El sector del cannabis medicinal y cosméticos se está convirtiendo en una de las alternativas más viables para la reactivación económica en el país debido a la expansión del mercado y la tendencia mundial de crecimiento que se traduce en inversión y generación de empleo.

Nadie, ni los autores de la pasada Ley de Financiamiento, ni los de la reforma tributaria (Ley de Crecimiento Económico), contempló que el país viviría una de las épocas más difíciles en términos económicos durante el 2020 debido a la pandemia. No sólo los grandes inversionistas se vieron afectados, también las pequeñas y medianas empresas que no lograron superar la crisis.

Existe una gran incertidumbre frente a la proyección económica del país en los próximos años debido a las secuelas que deja la pandemia. Ahora, está en nuestras manos reactivar económicamente a Colombia y a Bogotá de manera responsable, velando por el presupuesto para el próximo año y proponiendo acuerdos innovadores que generen empleo.

Últimamente, he venido hablando en mis redes sociales sobre el cannabis medicinal y cosmético, conociendo diferentes puntos de vista por medio de encuestas y publicaciones. Esto con el fin de generar una conversación abierta con la ciudadanía y buscar la mejor solución ante uno de los mercados de mayor proyección para los próximos años.

Mientras en Estados Unidos son ya varios los estados que aprueban el uso medicinal y de consumo adulto del cannabis, aquí nuestros congresistas, en su mayoría, se rehúsan a dar el debate como sucedió el mes pasado y continúan cerrados al prohibicionismo. Pero el mundo cambia de perspectiva.

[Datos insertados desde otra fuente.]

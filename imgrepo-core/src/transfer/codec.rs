use std::io;
use std::marker::PhantomData;

use bytes::{Buf, BufMut, Bytes, BytesMut};
use imgrepo_model::{MAX_CHUNK_SIZE, TransferFrame};
use serde::{Serialize, de::DeserializeOwned};
use thiserror::Error;
use tokio::io::AsyncRead;
use tokio_util::codec::{Decoder, Encoder, FramedRead, LengthDelimitedCodec};

use crate::error::RepoError;

/// Largest frame accepted on the wire: a full chunk plus headroom for the
/// tag byte and a JSON header.
pub const MAX_FRAME_LENGTH: usize = MAX_CHUNK_SIZE + 16 * 1024;

const TAG_HEADER: u8 = 0x01;
const TAG_CHUNK: u8 = 0x02;

#[derive(Debug, Error)]
pub enum TransferCodecError {
    #[error("transfer I/O error: {0}")]
    Io(#[from] io::Error),

    #[error("malformed transfer header: {0}")]
    Header(#[from] serde_json::Error),

    #[error("unknown frame tag {0:#04x}")]
    UnknownTag(u8),

    #[error("empty frame")]
    EmptyFrame,

    #[error("chunk of {0} bytes exceeds the {MAX_CHUNK_SIZE} byte limit")]
    OversizeChunk(usize),
}

impl From<TransferCodecError> for RepoError {
    fn from(err: TransferCodecError) -> Self {
        match err {
            // LengthDelimitedCodec reports oversize frames as InvalidData
            TransferCodecError::Io(io) if io.kind() == io::ErrorKind::InvalidData => {
                RepoError::Validation(format!("invalid transfer frame: {io}"))
            }
            TransferCodecError::Io(io) => RepoError::Transport(io.to_string()),
            other => RepoError::Validation(other.to_string()),
        }
    }
}

/// Length-prefixed (u32 big-endian) frames of `tag | payload`.
///
/// Header payloads are JSON, chunk payloads are raw bytes.
#[derive(Debug)]
pub struct TransferCodec<H> {
    inner: LengthDelimitedCodec,
    _header: PhantomData<fn() -> H>,
}

impl<H> TransferCodec<H> {
    pub fn new() -> Self {
        Self {
            inner: LengthDelimitedCodec::builder()
                .max_frame_length(MAX_FRAME_LENGTH)
                .new_codec(),
            _header: PhantomData,
        }
    }
}

impl<H> Default for TransferCodec<H> {
    fn default() -> Self {
        Self::new()
    }
}

impl<H> Clone for TransferCodec<H> {
    fn clone(&self) -> Self {
        Self::new()
    }
}

impl<H: DeserializeOwned> Decoder for TransferCodec<H> {
    type Item = TransferFrame<H>;
    type Error = TransferCodecError;

    fn decode(
        &mut self,
        src: &mut BytesMut,
    ) -> Result<Option<Self::Item>, Self::Error> {
        let Some(mut frame) = self.inner.decode(src)? else {
            return Ok(None);
        };
        if frame.is_empty() {
            return Err(TransferCodecError::EmptyFrame);
        }

        match frame.get_u8() {
            TAG_HEADER => Ok(Some(TransferFrame::Header(serde_json::from_slice(
                &frame,
            )?))),
            TAG_CHUNK => {
                if frame.len() > MAX_CHUNK_SIZE {
                    return Err(TransferCodecError::OversizeChunk(frame.len()));
                }
                Ok(Some(TransferFrame::Chunk(frame.freeze())))
            }
            other => Err(TransferCodecError::UnknownTag(other)),
        }
    }
}

impl<H: Serialize> Encoder<TransferFrame<H>> for TransferCodec<H> {
    type Error = TransferCodecError;

    fn encode(
        &mut self,
        item: TransferFrame<H>,
        dst: &mut BytesMut,
    ) -> Result<(), Self::Error> {
        let payload = match item {
            TransferFrame::Header(header) => {
                let mut writer = BytesMut::new().writer();
                writer.get_mut().put_u8(TAG_HEADER);
                serde_json::to_writer(&mut writer, &header)?;
                writer.into_inner().freeze()
            }
            TransferFrame::Chunk(data) => {
                if data.len() > MAX_CHUNK_SIZE {
                    return Err(TransferCodecError::OversizeChunk(data.len()));
                }
                let mut buf = BytesMut::with_capacity(1 + data.len());
                buf.put_u8(TAG_CHUNK);
                buf.extend_from_slice(&data);
                buf.freeze()
            }
        };
        self.inner.encode(payload, dst)?;
        Ok(())
    }
}

/// Decode frames from any byte source, e.g. an HTTP body adapted with
/// `StreamReader`.
pub fn framed_reader<H, R>(reader: R) -> FramedRead<R, TransferCodec<H>>
where
    H: DeserializeOwned,
    R: AsyncRead,
{
    FramedRead::new(reader, TransferCodec::new())
}

/// Encode a single frame into its wire bytes.
pub(crate) fn encode_frame<H: Serialize>(
    frame: TransferFrame<H>,
) -> Result<Bytes, TransferCodecError> {
    let mut buf = BytesMut::new();
    TransferCodec::<H>::new().encode(frame, &mut buf)?;
    Ok(buf.freeze())
}

#[cfg(test)]
mod tests {
    use super::*;
    use imgrepo_model::{ImageID, ImageRecord, Visibility};

    fn header() -> ImageRecord {
        ImageRecord {
            id: ImageID::new(),
            name: "a.png".into(),
            owner: "alice".into(),
            visibility: Visibility::Public,
        }
    }

    #[test]
    fn decodes_frames_split_across_reads() {
        let record = header();
        let mut wire = BytesMut::new();
        let mut codec = TransferCodec::<ImageRecord>::new();
        codec
            .encode(TransferFrame::Header(record.clone()), &mut wire)
            .unwrap();
        codec
            .encode(TransferFrame::Chunk(Bytes::from_static(b"abc")), &mut wire)
            .unwrap();

        // Feed one byte at a time.
        let mut src = BytesMut::new();
        let mut frames = Vec::new();
        for byte in wire.iter() {
            src.put_u8(*byte);
            while let Some(frame) = codec.decode(&mut src).unwrap() {
                frames.push(frame);
            }
        }

        assert_eq!(
            frames,
            vec![
                TransferFrame::Header(record),
                TransferFrame::Chunk(Bytes::from_static(b"abc")),
            ]
        );
    }

    #[test]
    fn rejects_unknown_tags_and_empty_frames() {
        let mut codec = TransferCodec::<ImageRecord>::new();

        let mut src = BytesMut::from(&[0, 0, 0, 2, 0x7f, 0][..]);
        assert!(matches!(
            codec.decode(&mut src),
            Err(TransferCodecError::UnknownTag(0x7f))
        ));

        let mut src = BytesMut::from(&[0, 0, 0, 0][..]);
        assert!(matches!(
            codec.decode(&mut src),
            Err(TransferCodecError::EmptyFrame)
        ));
    }

    #[test]
    fn rejects_oversize_frames() {
        let mut codec = TransferCodec::<ImageRecord>::new();
        let len = (MAX_FRAME_LENGTH + 1) as u32;
        let mut src = BytesMut::from(&len.to_be_bytes()[..]);
        let err = codec.decode(&mut src).unwrap_err();
        assert!(matches!(RepoError::from(err), RepoError::Validation(_)));

        let oversized = Bytes::from(vec![0u8; MAX_CHUNK_SIZE + 1]);
        let mut dst = BytesMut::new();
        assert!(matches!(
            codec.encode(TransferFrame::Chunk(oversized), &mut dst),
            Err(TransferCodecError::OversizeChunk(_))
        ));
    }

    #[test]
    fn malformed_header_is_a_validation_error() {
        let mut codec = TransferCodec::<ImageRecord>::new();
        let mut src = BytesMut::from(&[0, 0, 0, 3, TAG_HEADER, b'{', b'x'][..]);
        let err = codec.decode(&mut src).unwrap_err();
        assert!(matches!(err, TransferCodecError::Header(_)));
        assert!(matches!(RepoError::from(err), RepoError::Validation(_)));
    }
}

Según Fedesarrollo en el año 2019, el sector productivo del cannabis medicinal y cosmético pasó de alrededor de 100 toneladas de cultivos en el 2015 a un poco más de 400 toneladas, en el 2017 a nivel mundial. En Colombia, este panorama no cambia, lo que podría traducirse en generación de empleo, expansión del mercado e inversión a gran escala, que podríamos estar desaprovechando, de continuar con un terco prohibicionismo sin fundamento científico o mal ponderado.

En el concejo de Bogotá, estoy trabajando para que la administración distrital implemente acciones que contribuyan a no dejar pasar esta oportunidad, con estrategias que busquen la bancarización, el acceso a crédito para pymes y mipymes del sector, implementar campañas de sensibilización tanto a la ciudadanía como a la fuerza pública, debido a la estigmatización del sector que termina perjudicando a los productores, fortalecer las capacidades productivas y desarrollar investigación en innovación dentro del sector de cannabis medicinal y cosmético.

Es evidente que éste es un sector con mucho potencial para disminuir la brecha de desempleo en Colombia pues, según Fedesarrollo, en el 2019 se generaron alrededor de 1.500 empleos, se espera que para el año 2025 haya 12.031 y, para el 2030, 41.748 puestos de trabajo.

Cabe mencionar que son varios los beneficios del cannabis medicinal ante graves problemas de salud. Por ejemplo, según la doctora Sue Sisley, siquiatra de Arizona, el cannabis medicinal le ayudó a tratar a veteranos de guerra de los Estados Unidos quienes le confesaron que encontraron en la marihuana una alternativa útil a los medicamentos psiquiátricos con los que normalmente se tratan a este tipo de pacientes. Sin embargo, éstos no son los únicos usos con fines medicinales que tiene el cannabis; también la gente la usa para tratar una variedad de problemas médicos, tales como esclerosis múltiple, artritis, epilepsia, glaucoma, VIH, dolor crónico, la enfermedad de Alzheimer y algunos tipos de cáncer.

Ésta es una muestra clara de que la marihuana no es la mata que mata, que nos hemos enfocado a regular la marihuana como droga y no como medicina, pues los mayores esfuerzos han centrado su interés en el control del abuso como sustancia psicoactiva y poco esfuerzo hemos hecho como sociedad para investigar sus atributos que benefician la salud de las personas.

Por esta y muchas razones, es importante que Bogotá, junto con el departamento de Cundinamarca, trabajen de cara a uno de los sectores de mayor proyección económica del país, Cundinamarca como uno de los mayores cultivadores de cannabis y Bogotá, con una gran infraestructura en laboratorios para su procesamiento.